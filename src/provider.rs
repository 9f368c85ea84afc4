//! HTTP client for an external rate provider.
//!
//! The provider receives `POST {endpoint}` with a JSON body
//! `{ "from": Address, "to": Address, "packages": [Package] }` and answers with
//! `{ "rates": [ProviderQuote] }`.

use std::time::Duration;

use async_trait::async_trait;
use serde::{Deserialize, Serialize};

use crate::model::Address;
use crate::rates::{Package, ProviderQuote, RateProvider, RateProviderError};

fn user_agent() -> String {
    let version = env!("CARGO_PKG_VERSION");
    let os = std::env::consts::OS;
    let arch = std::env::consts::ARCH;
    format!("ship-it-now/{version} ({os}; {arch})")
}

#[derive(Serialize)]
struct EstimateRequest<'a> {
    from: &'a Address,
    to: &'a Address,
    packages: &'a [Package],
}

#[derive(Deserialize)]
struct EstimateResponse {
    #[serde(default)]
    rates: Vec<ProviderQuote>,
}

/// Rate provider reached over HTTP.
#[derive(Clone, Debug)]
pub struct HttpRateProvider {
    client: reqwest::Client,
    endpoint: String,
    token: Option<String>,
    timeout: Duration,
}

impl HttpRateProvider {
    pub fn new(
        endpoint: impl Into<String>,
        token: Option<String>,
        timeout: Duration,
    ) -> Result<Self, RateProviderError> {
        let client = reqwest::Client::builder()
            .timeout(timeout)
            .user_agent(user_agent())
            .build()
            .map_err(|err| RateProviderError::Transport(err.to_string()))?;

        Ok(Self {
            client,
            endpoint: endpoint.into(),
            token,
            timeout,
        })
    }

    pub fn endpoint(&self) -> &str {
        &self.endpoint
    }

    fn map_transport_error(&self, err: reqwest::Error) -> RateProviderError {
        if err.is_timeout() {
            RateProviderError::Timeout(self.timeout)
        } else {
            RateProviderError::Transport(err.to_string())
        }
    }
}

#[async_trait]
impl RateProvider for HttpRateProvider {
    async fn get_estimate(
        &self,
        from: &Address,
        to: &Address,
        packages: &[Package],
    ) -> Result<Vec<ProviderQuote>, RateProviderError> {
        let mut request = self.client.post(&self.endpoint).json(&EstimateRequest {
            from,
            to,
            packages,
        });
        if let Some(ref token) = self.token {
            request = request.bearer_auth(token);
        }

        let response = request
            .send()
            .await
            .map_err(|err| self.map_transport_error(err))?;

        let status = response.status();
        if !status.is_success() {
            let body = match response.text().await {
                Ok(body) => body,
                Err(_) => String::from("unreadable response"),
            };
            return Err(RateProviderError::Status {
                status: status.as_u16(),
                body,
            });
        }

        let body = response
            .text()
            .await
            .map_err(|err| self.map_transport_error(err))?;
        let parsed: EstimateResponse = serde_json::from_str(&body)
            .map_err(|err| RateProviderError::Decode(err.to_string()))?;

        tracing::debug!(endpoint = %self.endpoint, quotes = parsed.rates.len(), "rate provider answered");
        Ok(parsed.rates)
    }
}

==

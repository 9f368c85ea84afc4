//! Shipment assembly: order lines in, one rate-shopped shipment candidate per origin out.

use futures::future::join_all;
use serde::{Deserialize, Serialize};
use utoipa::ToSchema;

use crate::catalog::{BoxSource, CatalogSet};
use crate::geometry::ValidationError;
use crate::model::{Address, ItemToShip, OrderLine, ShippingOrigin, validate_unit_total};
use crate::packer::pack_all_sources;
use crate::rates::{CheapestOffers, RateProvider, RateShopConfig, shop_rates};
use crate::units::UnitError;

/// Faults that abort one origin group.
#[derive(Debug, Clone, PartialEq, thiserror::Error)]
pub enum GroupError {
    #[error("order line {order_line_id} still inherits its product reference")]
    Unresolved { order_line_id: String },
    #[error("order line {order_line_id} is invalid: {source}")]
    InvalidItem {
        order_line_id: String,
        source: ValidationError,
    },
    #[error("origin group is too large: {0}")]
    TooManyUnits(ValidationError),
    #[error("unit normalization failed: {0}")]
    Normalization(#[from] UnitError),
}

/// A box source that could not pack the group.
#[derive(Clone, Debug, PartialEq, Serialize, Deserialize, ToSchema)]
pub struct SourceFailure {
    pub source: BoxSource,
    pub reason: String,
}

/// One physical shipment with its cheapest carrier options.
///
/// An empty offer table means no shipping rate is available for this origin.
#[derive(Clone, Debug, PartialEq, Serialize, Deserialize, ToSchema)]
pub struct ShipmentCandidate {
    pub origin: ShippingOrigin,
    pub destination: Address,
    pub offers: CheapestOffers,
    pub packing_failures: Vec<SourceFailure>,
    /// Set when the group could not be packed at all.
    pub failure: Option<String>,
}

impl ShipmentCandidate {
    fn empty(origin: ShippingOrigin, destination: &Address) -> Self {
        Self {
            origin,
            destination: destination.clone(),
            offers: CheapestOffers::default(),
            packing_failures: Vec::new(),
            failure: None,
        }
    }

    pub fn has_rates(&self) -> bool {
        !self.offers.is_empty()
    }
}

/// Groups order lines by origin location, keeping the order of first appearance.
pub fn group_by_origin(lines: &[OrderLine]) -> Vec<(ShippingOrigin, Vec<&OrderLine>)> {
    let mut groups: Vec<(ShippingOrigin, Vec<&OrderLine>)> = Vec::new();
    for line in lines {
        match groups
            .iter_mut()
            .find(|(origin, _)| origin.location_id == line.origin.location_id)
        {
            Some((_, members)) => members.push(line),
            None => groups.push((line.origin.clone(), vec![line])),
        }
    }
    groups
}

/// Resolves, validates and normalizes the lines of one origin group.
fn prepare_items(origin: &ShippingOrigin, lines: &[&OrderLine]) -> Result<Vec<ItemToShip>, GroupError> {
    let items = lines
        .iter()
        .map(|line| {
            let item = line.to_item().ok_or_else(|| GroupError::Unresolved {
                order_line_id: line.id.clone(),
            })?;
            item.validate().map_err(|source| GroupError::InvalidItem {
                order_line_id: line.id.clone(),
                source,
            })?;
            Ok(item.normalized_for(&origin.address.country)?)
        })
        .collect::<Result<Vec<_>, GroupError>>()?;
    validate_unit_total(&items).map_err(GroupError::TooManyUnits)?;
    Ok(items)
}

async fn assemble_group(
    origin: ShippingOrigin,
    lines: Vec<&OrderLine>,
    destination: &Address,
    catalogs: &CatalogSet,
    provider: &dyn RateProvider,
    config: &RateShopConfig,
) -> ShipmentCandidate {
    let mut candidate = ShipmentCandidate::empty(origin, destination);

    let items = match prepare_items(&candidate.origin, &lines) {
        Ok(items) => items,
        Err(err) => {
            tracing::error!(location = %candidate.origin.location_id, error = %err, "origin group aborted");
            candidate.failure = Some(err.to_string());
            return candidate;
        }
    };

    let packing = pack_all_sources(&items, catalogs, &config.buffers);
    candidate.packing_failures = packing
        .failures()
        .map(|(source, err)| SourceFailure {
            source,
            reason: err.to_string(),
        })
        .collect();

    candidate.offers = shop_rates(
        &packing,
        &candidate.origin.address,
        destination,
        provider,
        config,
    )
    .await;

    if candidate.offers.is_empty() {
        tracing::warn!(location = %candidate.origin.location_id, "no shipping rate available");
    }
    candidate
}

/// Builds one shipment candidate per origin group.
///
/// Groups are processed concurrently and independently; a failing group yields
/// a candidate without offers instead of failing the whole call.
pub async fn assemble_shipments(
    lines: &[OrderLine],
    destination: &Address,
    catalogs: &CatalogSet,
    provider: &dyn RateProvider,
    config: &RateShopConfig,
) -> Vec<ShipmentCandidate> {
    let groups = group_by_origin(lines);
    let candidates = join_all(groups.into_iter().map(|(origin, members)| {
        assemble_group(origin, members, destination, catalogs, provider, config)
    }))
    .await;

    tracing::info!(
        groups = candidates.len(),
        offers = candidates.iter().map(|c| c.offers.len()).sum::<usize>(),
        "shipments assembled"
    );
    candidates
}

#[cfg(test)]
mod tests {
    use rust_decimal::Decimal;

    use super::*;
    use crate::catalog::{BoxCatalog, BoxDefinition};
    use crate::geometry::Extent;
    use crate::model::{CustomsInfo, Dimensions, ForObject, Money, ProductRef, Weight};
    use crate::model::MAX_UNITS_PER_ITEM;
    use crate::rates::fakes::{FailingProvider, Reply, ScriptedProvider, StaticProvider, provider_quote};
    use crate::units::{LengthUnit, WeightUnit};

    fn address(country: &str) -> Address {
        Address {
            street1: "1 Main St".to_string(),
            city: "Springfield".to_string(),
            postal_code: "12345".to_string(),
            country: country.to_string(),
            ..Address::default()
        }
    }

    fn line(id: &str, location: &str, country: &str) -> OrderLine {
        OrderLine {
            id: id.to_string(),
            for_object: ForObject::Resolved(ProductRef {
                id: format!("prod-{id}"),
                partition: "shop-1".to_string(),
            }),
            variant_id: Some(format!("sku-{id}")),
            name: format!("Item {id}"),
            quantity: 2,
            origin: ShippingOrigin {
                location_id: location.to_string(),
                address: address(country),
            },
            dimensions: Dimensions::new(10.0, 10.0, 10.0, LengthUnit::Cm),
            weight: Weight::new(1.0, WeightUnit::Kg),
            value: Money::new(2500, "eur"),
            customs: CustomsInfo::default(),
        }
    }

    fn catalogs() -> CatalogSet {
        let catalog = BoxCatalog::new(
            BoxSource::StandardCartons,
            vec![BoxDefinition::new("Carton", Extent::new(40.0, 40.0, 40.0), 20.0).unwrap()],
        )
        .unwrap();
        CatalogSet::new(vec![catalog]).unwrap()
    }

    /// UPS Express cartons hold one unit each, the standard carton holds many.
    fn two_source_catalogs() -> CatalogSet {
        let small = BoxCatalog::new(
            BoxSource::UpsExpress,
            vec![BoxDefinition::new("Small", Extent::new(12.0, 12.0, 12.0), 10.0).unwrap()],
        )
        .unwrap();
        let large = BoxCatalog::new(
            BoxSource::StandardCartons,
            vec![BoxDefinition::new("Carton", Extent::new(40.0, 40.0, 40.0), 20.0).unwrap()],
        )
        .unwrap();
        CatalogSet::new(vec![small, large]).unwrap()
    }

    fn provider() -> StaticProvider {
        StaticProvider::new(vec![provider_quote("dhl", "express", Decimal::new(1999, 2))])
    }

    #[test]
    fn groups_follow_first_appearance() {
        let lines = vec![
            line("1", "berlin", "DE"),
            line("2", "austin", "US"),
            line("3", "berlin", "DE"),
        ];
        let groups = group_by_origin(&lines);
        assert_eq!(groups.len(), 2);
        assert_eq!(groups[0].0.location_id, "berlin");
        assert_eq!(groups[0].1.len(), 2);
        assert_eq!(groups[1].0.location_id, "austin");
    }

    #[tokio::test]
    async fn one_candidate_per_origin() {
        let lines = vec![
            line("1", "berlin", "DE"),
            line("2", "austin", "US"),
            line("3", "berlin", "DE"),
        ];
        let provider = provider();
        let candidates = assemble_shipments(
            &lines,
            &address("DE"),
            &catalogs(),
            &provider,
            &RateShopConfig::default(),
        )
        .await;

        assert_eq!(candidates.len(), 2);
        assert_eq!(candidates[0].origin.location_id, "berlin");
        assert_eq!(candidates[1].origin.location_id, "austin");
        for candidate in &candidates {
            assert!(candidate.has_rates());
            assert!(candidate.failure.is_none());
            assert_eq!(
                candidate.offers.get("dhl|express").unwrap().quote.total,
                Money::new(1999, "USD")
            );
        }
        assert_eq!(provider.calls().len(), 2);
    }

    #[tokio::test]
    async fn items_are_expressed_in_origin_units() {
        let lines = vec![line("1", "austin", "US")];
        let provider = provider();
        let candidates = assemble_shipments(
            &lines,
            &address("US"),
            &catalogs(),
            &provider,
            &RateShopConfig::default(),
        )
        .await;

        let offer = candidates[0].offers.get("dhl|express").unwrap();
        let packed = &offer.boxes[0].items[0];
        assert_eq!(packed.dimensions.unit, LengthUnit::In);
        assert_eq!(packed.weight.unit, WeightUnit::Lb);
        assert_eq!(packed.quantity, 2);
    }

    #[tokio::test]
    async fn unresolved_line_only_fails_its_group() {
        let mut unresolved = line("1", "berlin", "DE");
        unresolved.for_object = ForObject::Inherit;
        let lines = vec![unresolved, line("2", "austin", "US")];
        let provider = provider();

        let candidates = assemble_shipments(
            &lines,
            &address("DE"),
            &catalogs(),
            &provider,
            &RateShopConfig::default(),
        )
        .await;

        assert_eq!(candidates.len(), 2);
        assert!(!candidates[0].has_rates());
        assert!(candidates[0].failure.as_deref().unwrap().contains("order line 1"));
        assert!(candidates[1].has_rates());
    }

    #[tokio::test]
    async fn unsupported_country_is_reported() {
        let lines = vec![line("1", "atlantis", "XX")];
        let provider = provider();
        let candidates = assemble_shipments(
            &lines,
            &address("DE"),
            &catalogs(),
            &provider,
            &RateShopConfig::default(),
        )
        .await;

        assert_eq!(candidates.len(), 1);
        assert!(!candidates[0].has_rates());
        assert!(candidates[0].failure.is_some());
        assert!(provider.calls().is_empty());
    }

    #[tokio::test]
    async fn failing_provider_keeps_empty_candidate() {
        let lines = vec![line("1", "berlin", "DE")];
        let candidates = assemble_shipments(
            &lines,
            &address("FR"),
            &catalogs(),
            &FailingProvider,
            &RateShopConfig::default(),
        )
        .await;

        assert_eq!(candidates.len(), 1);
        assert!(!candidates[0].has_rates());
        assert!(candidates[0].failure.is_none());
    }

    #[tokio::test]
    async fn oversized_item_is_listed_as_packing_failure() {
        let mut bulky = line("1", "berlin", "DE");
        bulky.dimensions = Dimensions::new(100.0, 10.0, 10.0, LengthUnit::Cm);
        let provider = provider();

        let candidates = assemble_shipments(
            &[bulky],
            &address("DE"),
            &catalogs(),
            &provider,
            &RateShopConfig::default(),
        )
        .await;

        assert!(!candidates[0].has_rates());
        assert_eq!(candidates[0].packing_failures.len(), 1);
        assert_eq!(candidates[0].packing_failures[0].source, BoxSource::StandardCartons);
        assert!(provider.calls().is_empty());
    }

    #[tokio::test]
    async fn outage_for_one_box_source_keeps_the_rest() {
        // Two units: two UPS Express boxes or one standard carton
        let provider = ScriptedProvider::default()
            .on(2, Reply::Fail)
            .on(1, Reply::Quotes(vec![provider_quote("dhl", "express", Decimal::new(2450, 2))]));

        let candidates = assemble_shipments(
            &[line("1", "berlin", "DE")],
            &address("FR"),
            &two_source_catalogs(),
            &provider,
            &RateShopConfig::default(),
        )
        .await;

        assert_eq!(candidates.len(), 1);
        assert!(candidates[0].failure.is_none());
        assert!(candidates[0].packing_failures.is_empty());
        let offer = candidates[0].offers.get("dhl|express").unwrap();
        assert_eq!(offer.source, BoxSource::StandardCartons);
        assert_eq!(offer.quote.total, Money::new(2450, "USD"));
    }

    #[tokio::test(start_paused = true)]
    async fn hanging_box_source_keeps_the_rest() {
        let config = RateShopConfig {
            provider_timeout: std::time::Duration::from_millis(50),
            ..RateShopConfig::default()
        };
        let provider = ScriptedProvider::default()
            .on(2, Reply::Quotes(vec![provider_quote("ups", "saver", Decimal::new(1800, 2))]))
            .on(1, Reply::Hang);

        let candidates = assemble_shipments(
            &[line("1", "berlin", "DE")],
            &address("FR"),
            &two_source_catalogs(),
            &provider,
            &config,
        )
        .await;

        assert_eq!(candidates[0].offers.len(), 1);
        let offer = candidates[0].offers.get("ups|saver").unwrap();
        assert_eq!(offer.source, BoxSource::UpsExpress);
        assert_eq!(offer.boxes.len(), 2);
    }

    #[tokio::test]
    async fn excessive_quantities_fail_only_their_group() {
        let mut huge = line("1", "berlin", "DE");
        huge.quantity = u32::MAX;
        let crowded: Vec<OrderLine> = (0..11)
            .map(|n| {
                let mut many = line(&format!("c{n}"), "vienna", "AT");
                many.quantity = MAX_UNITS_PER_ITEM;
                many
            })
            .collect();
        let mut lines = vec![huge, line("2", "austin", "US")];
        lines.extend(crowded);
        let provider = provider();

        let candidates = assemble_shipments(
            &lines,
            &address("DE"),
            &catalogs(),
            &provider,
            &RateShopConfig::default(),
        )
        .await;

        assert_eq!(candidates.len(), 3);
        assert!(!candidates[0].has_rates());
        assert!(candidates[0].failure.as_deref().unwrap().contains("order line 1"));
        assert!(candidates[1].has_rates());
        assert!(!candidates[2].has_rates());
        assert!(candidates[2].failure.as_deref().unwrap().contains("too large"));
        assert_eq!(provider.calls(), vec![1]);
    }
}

#### [Your task]
Could you restate word for word the lines above from the one containing "filename src/provider.rs" through the one containing "fn user_agent() ->", both included, and nothing else?

#### [Exercise solution]
filename src/provider.rs
repository 9f368c85ea84afc4
//! HTTP client for an external rate provider.
//!
//! The provider receives `POST {endpoint}` with a JSON body
//! `{ "from": Address, "to": Address, "packages": [Package] }` and answers with
//! `{ "rates": [ProviderQuote] }`.

use std::time::Duration;

use async_trait::async_trait;
use serde::{Deserialize, Serialize};

use crate::model::Address;
use crate::rates::{Package, ProviderQuote, RateProvider, RateProviderError};

fn user_agent() -> String {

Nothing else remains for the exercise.